DNS

In September, 2012, GoDaddy experienced one of the worst outages in its history. Within minutes, millions of websites hosted by the company could not be reached due to a network communication error. Hundreds of business owners lost sales and consumer confidence because of the outage. Why is it important to choose a good DNS provider?

Overview of DNS

Let’s begin with an overview of what DNS is for the sake of those who are not too techie. To access any website, you simply need to type its URL on a browser to reach its servers. To get to the website, computers have to identify where they are hosted on the web and this is where DNS comes in. Computers identify website servers through numerical IP addresses (e.g.46.137.96.191) and output the results in form of the domain name and website content you access. Every domain name has a numerical IP and when the IP address cannot be accessed by a web server, users cannot also reach the website.

There are many things that can cause DNS problems. Human and system errors can occur when you least expect and disrupt user experience. Your website may not necessarily have the problem but it can be affected by network failures caused by other websites or applications hosted in your host’s servers.

Choosing a DNS Service Provider

Before you choose a DNS service provider, find out about their uptime and downtime. Ideally, you should settle for nothing less than 99% uptime and 99.9% is what you should shoot for critical services. Apart from uptime, you want to check whether the provider offers backup services for redundancy. Some hosts provide backup as add-on feature while others offer it as part of their primary package.

Regardless of how much traffic you get, you need backup to ensure your services won’t be interrupted in case of failure of the primary DNS. When a backup DNS is configured, your website will always be online even in case of network problems of your primary DNS. For instance, in the GoDaddy case, websites that had backup DNS were still accessible unlike those that did not have backup.
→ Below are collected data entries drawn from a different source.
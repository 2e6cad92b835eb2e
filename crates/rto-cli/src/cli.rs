//! CLI definitions and command handlers.

use std::io::{Read, Write};
use std::path::{Path, PathBuf};

use anyhow::{bail, Context, Result};
use clap::{ArgAction, Args, Parser, Subcommand};
use rto_codec::{analyze, Codec, FileMeta, Recommendation};
use rto_core::token::Token;
use rto_core::{global_words, known_languages, type_words, CodecConfig, Tier, WordTable};

use crate::language::{language_for_path, normalize_tag};
use crate::verify::{verify_paths, VerifyOptions};

/// rto - reversible text optimizer for LLM context windows.
#[derive(Parser, Debug)]
#[command(name = "rto")]
#[command(
    author,
    version,
    about,
    long_about = r#"rto shrinks source files by replacing frequent words with short tokens,
and restores the exact original bytes on expand.

Token tiers:
- ~^N  global word list (all languages)
- ~*N  type word list (selected by --ext / file extension)
- ~N   local dictionary (stored in the header line)
- ~~   literal tilde

Examples:
    rto compress --ext py < app.py > app.py.rto
    rto expand < app.py.rto > app.py
    rto dict type rs
    rto verify src --jobs 8
"#
)]
pub struct Cli {
    /// Increase log verbosity (-v info, -vv debug, -vvv trace). RUST_LOG wins if set.
    #[arg(short, long, global = true, action = ArgAction::Count)]
    pub verbose: u8,

    /// JSON file with codec settings (min_word_length, max_local_entries, min_occurrences).
    #[arg(long, global = true, value_name = "FILE")]
    pub config: Option<PathBuf>,

    #[command(subcommand)]
    pub command: Command,
}

#[derive(Subcommand, Debug)]
pub enum Command {
    /// Compress stdin to stdout.
    Compress(CompressArgs),
    /// Expand a compressed artifact from stdin to stdout.
    Expand,
    /// Print a built-in dictionary.
    Dict {
        #[command(subcommand)]
        table: DictTable,
    },
    /// Print the effective codec configuration as JSON.
    Config(LimitArgs),
    /// Report whether stdin looks like compressible text.
    Analyze,
    /// Round-trip every file under the given paths and report savings.
    Verify(VerifyArgs),
}

#[derive(Subcommand, Debug)]
pub enum DictTable {
    /// The cross-language table.
    Global,
    /// The table for one language tag.
    Type {
        /// Language tag or extension (py, js, c, rs, sh, bash).
        tag: String,
    },
}

#[derive(Args, Debug, Default)]
pub struct LimitArgs {
    /// Minimum word length for the local dictionary.
    #[arg(long, value_name = "N")]
    pub min_len: Option<usize>,

    /// Maximum number of words kept after the frequency sort.
    #[arg(long, value_name = "N")]
    pub top_n: Option<usize>,
}

#[derive(Args, Debug)]
pub struct CompressArgs {
    /// Language tag selecting the type dictionary. Defaults to the filename's extension.
    #[arg(long, value_name = "EXT")]
    pub ext: Option<String>,

    /// Original filename, stored in the header and used to infer the language.
    #[arg(long, value_name = "NAME")]
    pub filename: Option<String>,

    /// Original modification time, stored in the header.
    #[arg(long)]
    pub mtime: Option<f64>,

    /// Original file permissions, stored in the header.
    #[arg(long)]
    pub mode: Option<u32>,

    #[command(flatten)]
    pub limits: LimitArgs,
}

#[derive(Args, Debug)]
pub struct VerifyArgs {
    /// Files or directories to check.
    #[arg(required = true, value_name = "PATH")]
    pub paths: Vec<PathBuf>,

    /// Worker threads (default: one per core).
    #[arg(long, short = 'j')]
    pub jobs: Option<usize>,

    /// Skip files larger than this many bytes.
    #[arg(long, default_value_t = 10 * 1024 * 1024, value_name = "BYTES")]
    pub max_size: u64,

    /// Print the summary as JSON.
    #[arg(long)]
    pub json: bool,

    #[command(flatten)]
    pub limits: LimitArgs,
}

/// Resolve the codec config: file (if any), then flag overrides.
pub fn load_config(path: Option<&PathBuf>, limits: &LimitArgs) -> Result<CodecConfig> {
    let mut config = match path {
        Some(path) => CodecConfig::from_json_file(path)
            .with_context(|| format!("failed to load config {}", path.display()))?,
        None => CodecConfig::default(),
    };
    if let Some(min_len) = limits.min_len {
        config.min_word_length = min_len;
    }
    if let Some(top_n) = limits.top_n {
        config.max_local_entries = top_n;
    }
    config.validate()?;
    Ok(config)
}

fn read_stdin() -> Result<Vec<u8>> {
    let mut input = Vec::new();
    std::io::stdin().read_to_end(&mut input).context("failed to read stdin")?;
    Ok(input)
}

fn write_stdout(bytes: &[u8]) -> Result<()> {
    let mut out = std::io::stdout().lock();
    out.write_all(bytes).context("failed to write stdout")?;
    out.flush()?;
    Ok(())
}

pub fn run(cli: Cli) -> Result<()> {
    match cli.command {
        Command::Compress(args) => {
            let config = load_config(cli.config.as_ref(), &args.limits)?;
            run_compress(Codec::new(config), args)
        }
        Command::Expand => run_expand(),
        Command::Dict { table } => run_dict(table),
        Command::Config(limits) => {
            let config = load_config(cli.config.as_ref(), &limits)?;
            println!("{}", serde_json::to_string_pretty(&config)?);
            Ok(())
        }
        Command::Analyze => {
            let a = analyze(&read_stdin()?);
            let report = serde_json::json!({
                "kind": a.kind,
                "entropy": a.entropy,
                "whitespace_ratio": a.whitespace_ratio,
                "recommendation": a.recommendation(),
            });
            println!("{report}");
            Ok(())
        }
        Command::Verify(args) => {
            let config = load_config(cli.config.as_ref(), &args.limits)?;
            run_verify(Codec::new(config), args)
        }
    }
}

fn run_compress(codec: Codec, args: CompressArgs) -> Result<()> {
    let input = read_stdin()?;

    let language = match (&args.ext, &args.filename) {
        (Some(ext), _) => normalize_tag(ext),
        (None, Some(name)) => language_for_path(Path::new(name)),
        (None, None) => String::new(),
    };

    let analysis = analyze(&input);
    tracing::info!(
        kind = ?analysis.kind,
        entropy = analysis.entropy,
        ws_ratio = analysis.whitespace_ratio,
        "input analysis"
    );
    if analysis.recommendation() == Recommendation::Pass && !input.is_empty() {
        tracing::warn!(kind = ?analysis.kind, "input does not look like text; compressing anyway");
    }

    let meta = FileMeta { name: args.filename, mtime: args.mtime, mode: args.mode };
    let result = codec.compress_detailed(&input, &language, Some(meta));
    tracing::info!(
        original = result.original_len,
        compressed = result.compressed_len,
        reduction_pct = result.reduction_pct(),
        "done"
    );
    write_stdout(&result.output)
}

fn run_expand() -> Result<()> {
    let input = read_stdin()?;
    let (header, output) = Codec::default().expand_detailed(&input);
    if let Some(meta) = header.and_then(|h| h.meta) {
        tracing::info!(name = ?meta.name, mtime = ?meta.mtime, mode = ?meta.mode, "original file");
    }
    write_stdout(&output)
}

fn print_table(title: &str, tier: Tier, table: &WordTable) {
    println!("{title} ({} entries)", table.len());
    println!("{}", "=".repeat(60));
    for (i, word) in table.iter().enumerate() {
        let token = Token::new(tier, i).to_string();
        println!("  {token:8} -> {word}");
    }
}

fn run_dict(table: DictTable) -> Result<()> {
    match table {
        DictTable::Global => print_table("GLOBAL DICTIONARY", Tier::Global, global_words()),
        DictTable::Type { tag } => {
            let tag = normalize_tag(&tag);
            let table = type_words(&tag);
            if table.is_empty() {
                bail!(
                    "no type dictionary for `{tag}` (available: {})",
                    known_languages().join(", ")
                );
            }
            print_table(&format!("TYPE DICTIONARY for .{tag}"), Tier::Type, table);
        }
    }
    Ok(())
}

fn run_verify(codec: Codec, args: VerifyArgs) -> Result<()> {
    let options = VerifyOptions { jobs: args.jobs, max_size: args.max_size };
    let summary = verify_paths(&codec, &args.paths, &options)?;

    if args.json {
        println!("{}", serde_json::to_string_pretty(&summary)?);
    } else {
        for report in summary.reports.iter().filter(|r| !r.ok) {
            let reason = report.error.as_deref().unwrap_or("mismatch");
            println!("FAIL {} ({reason})", report.path.display());
        }
        println!(
            "{} files, {} skipped, {} failed, {} -> {} bytes ({:.1}% saved)",
            summary.files,
            summary.skipped,
            summary.failures,
            summary.original_bytes,
            summary.compressed_bytes,
            summary.reduction_pct(),
        );
    }

    if summary.failures > 0 {
        bail!("{} of {} files failed to round-trip", summary.failures, summary.files);
    }
    Ok(())
}
//! Codec facade: compress to `header\nbody`, expand back to the original bytes.

use rto_core::{global_words, type_words, CodecConfig, Tier};

use crate::dictionary::{classify, select_frequent, LocalDictionary};
use crate::expand::{expand_body, Tables};
use crate::header::{strip_fuzz_trailer, FileMeta, Header};
use crate::substitute::{escape_tildes, substitute};

/// Compression output with statistics.
#[derive(Debug, Clone)]
pub struct CompressionResult {
    pub output: Vec<u8>,
    pub original_len: usize,
    pub compressed_len: usize,
    pub header: Header,
    pub global_hits: usize,
    pub type_hits: usize,
    pub local_hits: usize,
}

impl CompressionResult {
    pub fn ratio(&self) -> f64 {
        if self.original_len == 0 { return 1.0; }
        self.compressed_len as f64 / self.original_len as f64
    }

    /// Percentage saved; negative when the header outweighs the savings.
    pub fn reduction_pct(&self) -> f64 {
        if self.original_len == 0 { return 0.0; }
        (1.0 - self.ratio()) * 100.0
    }
}

/// Stateless codec bound to a configuration. Cheap to clone and safe to
/// share across threads.
#[derive(Debug, Clone, Default)]
pub struct Codec {
    pub config: CodecConfig,
}

impl Codec {
    pub fn new(config: CodecConfig) -> Self {
        Self { config }
    }

    /// Compress `text`, selecting the type table by `language`.
    pub fn compress(&self, text: &[u8], language: &str) -> Vec<u8> {
        self.compress_detailed(text, language, None).output
    }

    /// Compress and report what each tier contributed.
    pub fn compress_detailed(
        &self,
        text: &[u8],
        language: &str,
        meta: Option<FileMeta>,
    ) -> CompressionResult {
        let words = select_frequent(text, &self.config);
        let classification = classify(&words, global_words(), type_words(language));

        let escaped = escape_tildes(text);
        let body = substitute(&escaped, &classification.plan);

        let global_hits = classification.count(Tier::Global);
        let type_hits = classification.count(Tier::Type);
        let local_hits = classification.count(Tier::Local);

        let mut header = Header::new(classification.local, language);
        if let Some(meta) = meta {
            header = header.with_meta(meta);
        }
        let mut output = header.encode();
        output.extend_from_slice(&body);

        tracing::debug!(
            language,
            original = text.len(),
            compressed = output.len(),
            global_hits,
            type_hits,
            local_hits,
            "compressed"
        );

        CompressionResult {
            original_len: text.len(),
            compressed_len: output.len(),
            output,
            header,
            global_hits,
            type_hits,
            local_hits,
        }
    }

    /// Reconstruct the original bytes. Never fails; see [`Codec::expand_detailed`].
    pub fn expand(&self, compressed: &[u8]) -> Vec<u8> {
        self.expand_detailed(compressed).1
    }

    /// Expand and return the parsed header, if there was one.
    ///
    /// When the input has no newline or the first line is not a valid header,
    /// the whole input is treated as body with an empty local dictionary and
    /// no type table: global tokens and `~~` still resolve, anything else is
    /// copied through.
    pub fn expand_detailed(&self, compressed: &[u8]) -> (Option<Header>, Vec<u8>) {
        match Header::decode(compressed) {
            Ok((header, mut body)) => {
                if header.fuzzed {
                    tracing::info!("artifact was fuzzed, dropping trailer");
                    body = strip_fuzz_trailer(body);
                }
                let tables = Tables {
                    local: &header.local,
                    types: type_words(&header.language),
                    global: global_words(),
                };
                let output = expand_body(body, &tables);
                (Some(header), output)
            }
            Err(err) => {
                tracing::warn!(error = %err, "header unreadable, expanding input as bare body");
                let empty = LocalDictionary::new();
                let tables = Tables {
                    local: &empty,
                    types: type_words(""),
                    global: global_words(),
                };
                (None, expand_body(compressed, &tables))
            }
        }
    }
}

/// Compress with the default configuration.
pub fn compress(text: &[u8], language: &str) -> Vec<u8> {
    Codec::default().compress(text, language)
}

/// Compress with explicit word-length and dictionary-size limits.
pub fn compress_with(
    text: &[u8],
    language: &str,
    min_word_length: usize,
    max_local_entries: usize,
) -> Vec<u8> {
    let config = CodecConfig::default()
        .with_min_word_length(min_word_length)
        .with_max_local_entries(max_local_entries);
    Codec::new(config).compress(text, language)
}

pub fn expand(compressed: &[u8]) -> Vec<u8> {
    Codec::default().expand(compressed)
}
//! Word extraction: whole `[A-Za-z_]` words of a minimum length.

use std::sync::LazyLock;

use regex::bytes::Regex;

static WORD_RUN: LazyLock<Regex> = LazyLock::new(|| Regex::new(r"[A-Za-z_]+").unwrap());

/// A candidate word and where it starts in the input.
#[derive(Debug, Clone, Copy, PartialEq, Eq)]
pub struct CandidateWord<'a> {
    pub word: &'a str,
    pub offset: usize,
}

/// All maximal letter/underscore runs of at least `min_len` bytes, left to
/// right, duplicates included.
///
/// A run touching a digit is part of a longer identifier (`utf8_decode`)
/// and can never be substituted as a whole word, so it is skipped.
pub fn extract_words(text: &[u8], min_len: usize) -> Vec<CandidateWord<'_>> {
    let touches_digit = |i: Option<usize>| i.and_then(|i| text.get(i)).is_some_and(u8::is_ascii_digit);
    WORD_RUN
        .find_iter(text)
        .filter(|m| m.len() >= min_len)
        .filter(|m| !touches_digit(m.start().checked_sub(1)) && !touches_digit(Some(m.end())))
        .filter_map(|m| {
            // Runs are pure ASCII.
            let word = std::str::from_utf8(m.as_bytes()).ok()?;
            Some(CandidateWord { word, offset: m.start() })
        })
        .collect()
}
//! Batch round-trip verification over a rayon worker pool.

use std::path::{Path, PathBuf};

use anyhow::{Context, Result};
use rayon::prelude::*;
use rto_codec::Codec;
use rto_core::RtoError;
use serde::Serialize;
use walkdir::WalkDir;

use crate::language::language_for_path;

#[derive(Debug, Clone)]
pub struct VerifyOptions {
    /// Worker threads; `None` lets rayon pick.
    pub jobs: Option<usize>,
    /// Files above this size are skipped.
    pub max_size: u64,
}

#[derive(Debug, Clone, Serialize)]
pub struct FileReport {
    pub path: PathBuf,
    pub language: String,
    pub original: usize,
    pub compressed: usize,
    pub ok: bool,
    #[serde(skip_serializing_if = "Option::is_none")]
    pub error: Option<String>,
}

#[derive(Debug, Clone, Default, Serialize)]
pub struct VerifySummary {
    pub files: usize,
    pub skipped: usize,
    pub failures: usize,
    pub original_bytes: u64,
    pub compressed_bytes: u64,
    pub reports: Vec<FileReport>,
}

impl VerifySummary {
    pub fn reduction_pct(&self) -> f64 {
        if self.original_bytes == 0 { return 0.0; }
        (1.0 - self.compressed_bytes as f64 / self.original_bytes as f64) * 100.0
    }
}

/// Regular files under `paths`, sorted, plus the count skipped for size.
pub fn collect_files(paths: &[PathBuf], max_size: u64) -> (Vec<PathBuf>, usize) {
    let mut files = Vec::new();
    let mut skipped = 0;
    for root in paths {
        for entry in WalkDir::new(root).into_iter().filter_map(|e| e.ok()) {
            if !entry.file_type().is_file() {
                continue;
            }
            match entry.metadata() {
                Ok(meta) if meta.len() <= max_size => files.push(entry.into_path()),
                Ok(_) => skipped += 1,
                Err(err) => {
                    tracing::warn!(path = %entry.path().display(), error = %err, "unreadable metadata");
                    skipped += 1;
                }
            }
        }
    }
    files.sort();
    files.dedup();
    (files, skipped)
}

/// Compress then expand one file and compare.
pub fn verify_file(codec: &Codec, path: &Path) -> FileReport {
    let language = language_for_path(path);
    let original = match std::fs::read(path) {
        Ok(bytes) => bytes,
        Err(err) => {
            return FileReport {
                path: path.to_path_buf(),
                language,
                original: 0,
                compressed: 0,
                ok: false,
                error: Some(RtoError::from(err).to_string()),
            };
        }
    };

    let compressed = codec.compress(&original, &language);
    let ok = codec.expand(&compressed) == original;
    let error = (!ok).then(|| RtoError::RoundTripMismatch { path: path.to_path_buf() }.to_string());
    if !ok {
        tracing::error!(path = %path.display(), %language, "round-trip mismatch");
    }
    FileReport {
        path: path.to_path_buf(),
        language,
        original: original.len(),
        compressed: compressed.len(),
        ok,
        error,
    }
}

pub fn verify_paths(codec: &Codec, paths: &[PathBuf], options: &VerifyOptions) -> Result<VerifySummary> {
    let (files, skipped) = collect_files(paths, options.max_size);
    tracing::info!(files = files.len(), skipped, "verifying");

    let pool = rayon::ThreadPoolBuilder::new()
        .num_threads(options.jobs.unwrap_or(0))
        .build()
        .context("failed to build worker pool")?;
    let reports: Vec<FileReport> =
        pool.install(|| files.par_iter().map(|path| verify_file(codec, path)).collect());

    let mut summary = VerifySummary { files: reports.len(), skipped, ..Default::default() };
    for report in &reports {
        if report.ok {
            summary.original_bytes += report.original as u64;
            summary.compressed_bytes += report.compressed as u64;
        } else {
            summary.failures += 1;
        }
    }
    summary.reports = reports;
    Ok(summary)
}

#[cfg(test)]
mod tests {
    use super::*;
    use std::fs;

    #[test]
    fn test_collect_files_skips_large() {
        let dir = tempfile::tempdir().unwrap();
        fs::write(dir.path().join("small.py"), "x = 1\n").unwrap();
        fs::write(dir.path().join("big.txt"), vec![b'a'; 2048]).unwrap();
        fs::create_dir(dir.path().join("sub")).unwrap();
        fs::write(dir.path().join("sub/inner.rs"), "fn main() {}\n").unwrap();

        let (files, skipped) = collect_files(&[dir.path().to_path_buf()], 1024);
        assert_eq!(files.len(), 2);
        assert_eq!(skipped, 1);
    }

    #[test]
    fn test_verify_file_roundtrip() {
        let dir = tempfile::tempdir().unwrap();
        let path = dir.path().join("app.py");
        fs::write(&path, "self self self ~ ~~ value value value\n").unwrap();
        let report = verify_file(&Codec::default(), &path);
        assert!(report.ok);
        assert_eq!(report.language, "py");
        assert!(report.error.is_none());
    }

    #[test]
    fn test_verify_missing_file() {
        let report = verify_file(&Codec::default(), Path::new("/nonexistent/file.rs"));
        assert!(!report.ok);
        assert!(report.error.is_some());
    }

    #[test]
    fn test_verify_paths_summary() {
        let dir = tempfile::tempdir().unwrap();
        for i in 0..5 {
            fs::write(dir.path().join(format!("f{i}.sh")), "echo done; echo done; echo done\n").unwrap();
        }
        let options = VerifyOptions { jobs: Some(2), max_size: 1024 };
        let summary = verify_paths(&Codec::default(), &[dir.path().to_path_buf()], &options).unwrap();
        assert_eq!(summary.files, 5);
        assert_eq!(summary.failures, 0);
        assert!(summary.original_bytes > 0);
    }
}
When the primary DNS goes off, the backup DNS will switch on ensuring uninterrupted access to your site. As long as the backup DNS is working, your site will remain online. You can even re-route traffic in case of an emergency. Without a backup DNS, your site’s uptime is left entirely at the mercy of your hosting company and there is nothing you can do when problems come up.

Check your Site Uptime

There are free and commercial tools you can use to monitor your website’s uptime. Most of the free work just as well as the paid ones. Here are four free tools you can use to monitor your site’s uptime:

  • Pingdom. The service enables you to watch your site’s uptime and receive free SMS and email alerts in case of downtimes.
  • Uptime Robot. You can monitor up to 50 sites with this services for free. Alerts are sent via RSS, Twitter, SMS or email.
  • tagBeep. Monitor up to 50 sites for free and receive SMS and email alerts in case of downtimes.
  • Service Uptime. Check your site after every 30 minutes with this service and receive SMS or email alerts in case of problems.

Service interruptions due to outages can stifle the revenues of any cloud company. Before you choose a hosting company, find out what the company has to cushion your site from experiencing outages.